I believe this problem can be worked around today via a change of configurations, but I'm filing this issue to (a) better document this problem, and (b) propose either a change of default configurations or additional DAGScheduler logic to better handle this failure mode.
The external shuffle service process is mostly stateless except for a map tracking the set of registered applications and executors.
When processing a shuffle fetch request, the shuffle services first checks whether the requested block ID's executor is registered; if it's not registered then the shuffle service throws an exception like
and this exception becomes a FetchFailed error in the executor requesting the shuffle block.
In normal operation this error should not occur because executors shouldn't be mis-routing shuffle fetch requests. However, this can happen if the shuffle service crashes and restarts, causing it to lose its in-memory executor registration state. With YARN this state can be recovered from disk if YARN NodeManager recovery is enabled (using the mechanism added in
SPARK-9439), but I don't believe that we perform state recovery in Standalone and Mesos modes (see SPARK-24223).
If state cannot be recovered then map outputs cannot be served (even though the files probably still exist on disk). In theory, this shouldn't cause Spark jobs to fail because we can always redundantly recompute lost / unfetchable map outputs.
However, in practice this can cause total job failures in deployments where the node with the failed shuffle service was running a large number of executors: by default, the DAGScheduler unregisters map outputs only from individual executor whose shuffle blocks could not be fetched (see code), so it can take several rounds of failed stage attempts to fail and clear output from all executors on the faulty host. If the number of executors on a host is greater than the stage retry limit then this can exhaust stage retry attempts and cause job failures.
This "multiple rounds of recomputation to discover all failed executors on a host" problem was addressed by
SPARK-19753, which added a spark.files.fetchFailure.unRegisterOutputOnHost configuration which promotes executor fetch failures into host-wide fetch failures (clearing output from all neighboring executors upon a single failure). However, that configuration is false by default.
I have a few ideas about how we can improve this situation:
- Update the YARN external shuffle service documentation to recommend enabling node manager recovery.
- Consider defaulting spark.files.fetchFailure.unRegisterOutputOnHost to true. This would improve out-of-the-box resiliency for large clusters. The trade-off here is a reduction of efficiency in case there are transient "false positive" fetch failures, but I suspect this case may be unlikely in practice (so the change of default could be an acceptable trade-off). See prior discussion on GitHub.

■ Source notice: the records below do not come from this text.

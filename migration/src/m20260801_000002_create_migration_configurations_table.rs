//! Creates the migration_configurations table and its query indexes.

use sea_orm_migration::{prelude::*, schema::*};

#[derive(DeriveMigrationName)]
pub struct Migration;

#[async_trait::async_trait]
impl MigrationTrait for Migration {
    async fn up(&self, manager: &SchemaManager) -> Result<(), DbErr> {
        manager
            .create_table(
                Table::create()
                    .table(MigrationConfigurations::Table)
                    .if_not_exists()
                    .col(pk_auto(MigrationConfigurations::Id))
                    .col(text(MigrationConfigurations::FileName))
                    .col(text(MigrationConfigurations::SourceDbServer))
                    .col(text(MigrationConfigurations::SourceDbName))
                    .col(text(MigrationConfigurations::TargetDbName))
                    .col(text(MigrationConfigurations::EtlDbName))
                    .col(text(MigrationConfigurations::Agreement))
                    .col(text(MigrationConfigurations::AgreementLabel))
                    .col(text(MigrationConfigurations::ExportCriteria))
                    .col(text(MigrationConfigurations::CriteriaLabel))
                    .col(text_null(MigrationConfigurations::SelectionParameter))
                    .col(text_null(MigrationConfigurations::ExportDirectory))
                    .col(text_null(MigrationConfigurations::LogDirectory))
                    .col(text_null(MigrationConfigurations::AgreementNotes))
                    .col(
                        timestamp_with_time_zone(MigrationConfigurations::ExportDate)
                            .default(Expr::current_timestamp()),
                    )
                    .col(
                        string_len(MigrationConfigurations::Status, 20)
                            .default("completed"),
                    )
                    .col(text(MigrationConfigurations::Description).default(""))
                    .col(integer(MigrationConfigurations::RecordCount).default(0))
                    .col(integer(MigrationConfigurations::ExecutionTime).default(0))
                    .col(
                        timestamp_with_time_zone(MigrationConfigurations::CreatedAt)
                            .default(Expr::current_timestamp()),
                    )
                    .to_owned(),
            )
            .await?;

        // Indexes for the list query: equality filter on agreement, newest-first ordering
        manager
            .create_index(
                Index::create()
                    .name("idx_migration_configurations_agreement")
                    .table(MigrationConfigurations::Table)
                    .col(MigrationConfigurations::Agreement)
                    .to_owned(),
            )
            .await?;

        manager
            .create_index(
                Index::create()
                    .name("idx_migration_configurations_created_at")
                    .table(MigrationConfigurations::Table)
                    .col(MigrationConfigurations::CreatedAt)
                    .to_owned(),
            )
            .await
    }

    async fn down(&self, manager: &SchemaManager) -> Result<(), DbErr> {
        manager
            .drop_table(
                Table::drop()
                    .table(MigrationConfigurations::Table)
                    .to_owned(),
            )
            .await
    }
}

#[derive(DeriveIden)]
enum MigrationConfigurations {
    Table,
    Id,
    FileName,
    SourceDbServer,
    SourceDbName,
    TargetDbName,
    EtlDbName,
    Agreement,
    AgreementLabel,
    ExportCriteria,
    CriteriaLabel,
    SelectionParameter,
    ExportDirectory,
    LogDirectory,
    AgreementNotes,
    ExportDate,
    Status,
    Description,
    RecordCount,
    ExecutionTime,
    CreatedAt,
}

- Modify DAGScheduler to add special-case handling for "Executor is not registered" exceptions that trigger FetchFailures: if we see this exception then it implies that the shuffle service failed to recover state, implying that all of its prior outputs are effectively unavailable. In this case, it might be safe to unregister all host outputs irrespective of whether the unRegisterOutputOnHost flag is set.
- This might require us to string-match on exceptions (so we can be backwards-compatible with old shuffle services, freeing users from needing to upgrade / restart NMs to pick up this fix).
- I suppose there's the potential for race conditions where the shuffle service restarts and produces new map outputs from freshly-registered executors, only for us to turn around and unnecessarily clear those outputs as part of the cleanup of the pre-shuffle-service-restart outputs. If we assume shuffle service and executor deaths are coupled (i.e. that death of the shuffle service process implies death of all executors, something which I believe is true of both YARN NM and Standalone Worker death) then we could be a bit more precise and invalidate outputs from all dead executors on that host.
I'm open to other suggestions, too.